_What you need to do_
From the entries that follow, report every line in which "always" occurs.

[Saved data entries]
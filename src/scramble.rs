//! Turns external scramble descriptions into a `RubikState`: either the
//! literal 48 face-ids, or a color-triple dictionary keyed by sticker slot
//! name (spec.md §6), the way `original_source/convert_facechar2int.py`
//! names sticker positions.

use std::collections::HashMap;
use std::sync::OnceLock;

use crate::cube::{RubikState, SOLVED};
use crate::error::SolverError;

/// Parses the `--face-ids "n,n,...,n"` CLI form: 48 comma-separated face-id
/// integers in the same array order as `cube::SOLVED`.
pub fn parse_face_ids(s: &str) -> Result<RubikState, SolverError> {
    let mut values = [0u8; 48];
    let mut count = 0;
    for (i, tok) in s.split(',').enumerate() {
        if i >= 48 {
            return Err(SolverError::MalformedScramble {
                cubie: "more than 48 face-ids given".into(),
            });
        }
        let v: u8 = tok.trim().parse().map_err(|_| SolverError::MalformedScramble {
            cubie: format!("face-id {i} ({tok:?}) is not an integer"),
        })?;
        values[i] = v;
        count += 1;
    }
    if count != 48 {
        return Err(SolverError::MalformedScramble {
            cubie: format!("expected 48 face-ids, got {count}"),
        });
    }
    let state = RubikState(values);
    validate_parity(&state)?;
    Ok(state)
}

/// Validates that `state` has the right multiset of cubie ids (8 corners
/// each appearing on exactly 3 stickers, 12 edges each on exactly 2) and
/// that corner/edge orientation sums are consistent with a reachable cube
/// (spec.md §3's orientation-parity invariant).
///
/// Orientation is summed over exactly one designated sticker per cubie
/// (`pdbkey::CORNER_FACES`/`EDGE_FACES`), not over every sticker of a cubie:
/// a corner's three stickers always carry the label set `{0,1,2}` between
/// them no matter where the cubie sits, so summing all three would always
/// total 3 and never actually catch an invalid orientation.
fn validate_parity(state: &RubikState) -> Result<(), SolverError> {
    let mut corner_count = [0u8; 8];
    let mut edge_count = [0u8; 12];

    for &faceid in state.0.iter() {
        let cubie = (faceid >> 2) as usize;
        if cubie < 8 {
            corner_count[cubie] += 1;
        } else if cubie < 20 {
            edge_count[cubie - 8] += 1;
        } else {
            return Err(SolverError::UnreachableState {
                reason: format!("face-id {faceid} names a nonexistent cubie {cubie}"),
            });
        }
    }

    if corner_count.iter().any(|&c| c != 3) {
        return Err(SolverError::UnreachableState {
            reason: "each corner cubie must appear on exactly 3 stickers".into(),
        });
    }
    if edge_count.iter().any(|&c| c != 2) {
        return Err(SolverError::UnreachableState {
            reason: "each edge cubie must appear on exactly 2 stickers".into(),
        });
    }

    let corner_orient_sum: u32 = crate::pdbkey::CORNER_FACES
        .iter()
        .map(|&slot| (state.0[slot] & 3) as u32)
        .sum();
    let edge_orient_sum: u32 = crate::pdbkey::EDGE_FACES
        .iter()
        .map(|&slot| (state.0[slot] & 1) as u32)
        .sum();

    if corner_orient_sum % 3 != 0 {
        return Err(SolverError::UnreachableState {
            reason: "corner orientation sum is not a multiple of 3".into(),
        });
    }
    if edge_orient_sum % 2 != 0 {
        return Err(SolverError::UnreachableState {
            reason: "edge orientation sum is not a multiple of 2".into(),
        });
    }
    Ok(())
}

/// Slot name -> solved face-id value, verbatim from
/// `original_source/convert_facechar2int.py`'s `facename_faceid_dict`.
const SLOT_FACEID: &[(&str, u8)] = &[
    ("01my", 30), ("01mz", 28), ("01mx", 29), ("02my", 73), ("02mz", 72),
    ("03my", 25), ("03px", 26), ("03mz", 24), ("04mx", 77), ("04mz", 76),
    ("06px", 69), ("06mz", 68), ("07mx", 18), ("07py", 17), ("07mz", 16),
    ("08py", 65), ("08mz", 64), ("09px", 21), ("09py", 22), ("09mz", 20),
    ("10mx", 60), ("10my", 61), ("12px", 56), ("12my", 57), ("16mx", 48),
    ("16py", 49), ("18px", 52), ("18py", 53), ("19mx", 14), ("19my", 13),
    ("19pz", 12), ("20my", 41), ("20pz", 40), ("21px", 9), ("21my", 10),
    ("21pz", 8), ("22mx", 45), ("22pz", 44), ("24px", 37), ("24pz", 36),
    ("25mx", 1), ("25py", 2), ("25pz", 0), ("26py", 33), ("26pz", 32),
    ("27px", 6), ("27py", 5), ("27pz", 4),
];

/// Solved color at each slot, verbatim from `facename_facecolors_dict`.
const SLOT_COLOR: &[(&str, u8)] = &[
    ("01my", 5), ("01mz", 6), ("01mx", 4), ("02my", 5), ("02mz", 6),
    ("03my", 5), ("03px", 2), ("03mz", 6), ("04mx", 4), ("04mz", 6),
    ("06px", 2), ("06mz", 6), ("07mx", 4), ("07py", 3), ("07mz", 6),
    ("08py", 3), ("08mz", 6), ("09px", 2), ("09py", 3), ("09mz", 6),
    ("10mx", 4), ("10my", 5), ("12px", 2), ("12my", 5), ("16mx", 4),
    ("16py", 3), ("18px", 2), ("18py", 3), ("19mx", 4), ("19my", 5),
    ("19pz", 1), ("20my", 5), ("20pz", 1), ("21px", 2), ("21my", 5),
    ("21pz", 1), ("22mx", 4), ("22pz", 1), ("24px", 2), ("24pz", 1),
    ("25mx", 4), ("25py", 3), ("25pz", 1), ("26py", 3), ("26pz", 1),
    ("27px", 2), ("27py", 3), ("27pz", 1),
];

/// The 8 corners' home slot names, in a fixed rotational order around each
/// cubie, verbatim from `corner_list_names`.
const CORNER_GROUPS: [[&str; 3]; 8] = [
    ["01my", "01mz", "01mx"],
    ["03my", "03px", "03mz"],
    ["07mx", "07py", "07mz"],
    ["09px", "09py", "09mz"],
    ["19mx", "19my", "19pz"],
    ["21px", "21my", "21pz"],
    ["25mx", "25py", "25pz"],
    ["27px", "27py", "27pz"],
];

/// The 12 edges' home slot names, verbatim from `edge_list_names`.
const EDGE_GROUPS: [[&str; 2]; 12] = [
    ["02my", "02mz"],
    ["04mx", "04mz"],
    ["06px", "06mz"],
    ["08py", "08mz"],
    ["10mx", "10my"],
    ["12px", "12my"],
    ["16mx", "16py"],
    ["18px", "18py"],
    ["20my", "20pz"],
    ["22mx", "22pz"],
    ["24px", "24pz"],
    ["26py", "26pz"],
];

fn slot_faceid(name: &str) -> u8 {
    SLOT_FACEID
        .iter()
        .find(|(n, _)| *n == name)
        .map(|(_, v)| *v)
        .unwrap_or_else(|| panic!("unknown sticker slot {name:?}"))
}

fn slot_color(name: &str) -> u8 {
    SLOT_COLOR
        .iter()
        .find(|(n, _)| *n == name)
        .map(|(_, v)| *v)
        .unwrap_or_else(|| panic!("unknown sticker slot {name:?}"))
}

/// Array index (0..48) of a slot, found by locating its solved face-id in
/// `cube::SOLVED`. Cached since it's the same lookup for every parse call.
fn slot_array_index(name: &str) -> usize {
    static CACHE: OnceLock<HashMap<&'static str, usize>> = OnceLock::new();
    let cache = CACHE.get_or_init(|| {
        SLOT_FACEID
            .iter()
            .map(|(name, faceid)| {
                let idx = SOLVED.iter().position(|v| v == faceid).unwrap_or_else(|| {
                    panic!("slot {name:?}'s face-id {faceid} is not in the solved array")
                });
                (*name, idx)
            })
            .collect()
    });
    cache[name]
}

/// Parses a scramble given as a map from sticker slot name (e.g. `"19pz"`)
/// to the color code observed there (spec.md §6). Identifies each physical
/// cubie by the multiset of colors on its faces, matching it against the
/// solved cubie with the same multiset, then reads orientation off which
/// rotation of the solved color order the observed colors form.
pub fn parse_named(colors: &HashMap<String, u8>) -> Result<RubikState, SolverError> {
    let mut state = [0u8; 48];

    for group in CORNER_GROUPS.iter() {
        place_corner(group, colors, &mut state)?;
    }
    for group in EDGE_GROUPS.iter() {
        place_edge(group, colors, &mut state)?;
    }

    let result = RubikState(state);
    validate_parity(&result)?;
    Ok(result)
}

fn observed_color(name: &str, colors: &HashMap<String, u8>) -> Result<u8, SolverError> {
    colors.get(name).copied().ok_or_else(|| SolverError::MalformedScramble {
        cubie: format!("missing color for slot {name:?}"),
    })
}

fn place_corner(
    position: &[&str; 3],
    colors: &HashMap<String, u8>,
    out: &mut [u8; 48],
) -> Result<(), SolverError> {
    let observed = [
        observed_color(position[0], colors)?,
        observed_color(position[1], colors)?,
        observed_color(position[2], colors)?,
    ];

    let (home, rotation) = CORNER_GROUPS
        .iter()
        .find_map(|home| {
            let home_colors = [slot_color(home[0]), slot_color(home[1]), slot_color(home[2])];
            (0..3).find_map(|r| {
                let rotated = [home_colors[r], home_colors[(r + 1) % 3], home_colors[(r + 2) % 3]];
                (rotated == observed).then_some((home, r))
            })
        })
        .ok_or_else(|| SolverError::MalformedScramble {
            cubie: format!("no corner cubie matches colors {observed:?} at {position:?}"),
        })?;

    // `home`'s own solved face-ids carry the real packed cubie id (shared by
    // all 3 slots) and that slot's individual orientation — not the group's
    // enumeration index, and not one face-id shared across all 3 slots.
    let home_faceids = [
        SOLVED[slot_array_index(home[0])],
        SOLVED[slot_array_index(home[1])],
        SOLVED[slot_array_index(home[2])],
    ];
    let cubie_id = home_faceids[0] >> 2;
    for (k, slot) in position.iter().enumerate() {
        let orient = home_faceids[(rotation + k) % 3] & 3;
        out[slot_array_index(slot)] = (cubie_id << 2) | orient;
    }
    Ok(())
}

fn place_edge(
    position: &[&str; 2],
    colors: &HashMap<String, u8>,
    out: &mut [u8; 48],
) -> Result<(), SolverError> {
    let observed = [observed_color(position[0], colors)?, observed_color(position[1], colors)?];

    let (home, rotation) = EDGE_GROUPS
        .iter()
        .find_map(|home| {
            let home_colors = [slot_color(home[0]), slot_color(home[1])];
            (0..2).find_map(|r| {
                let rotated = [home_colors[r], home_colors[(r + 1) % 2]];
                (rotated == observed).then_some((home, r))
            })
        })
        .ok_or_else(|| SolverError::MalformedScramble {
            cubie: format!("no edge cubie matches colors {observed:?} at {position:?}"),
        })?;

    let home_faceids = [SOLVED[slot_array_index(home[0])], SOLVED[slot_array_index(home[1])]];
    let cubie_id = home_faceids[0] >> 2;
    for (k, slot) in position.iter().enumerate() {
        let orient = home_faceids[(rotation + k) % 2] & 1;
        out[slot_array_index(slot)] = (cubie_id << 2) | orient;
    }
    Ok(())
}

_The completed task_
/// a corner's three stickers always carry the label set `{0,1,2}` between
/// them no matter where the cubie sits, so summing all three would always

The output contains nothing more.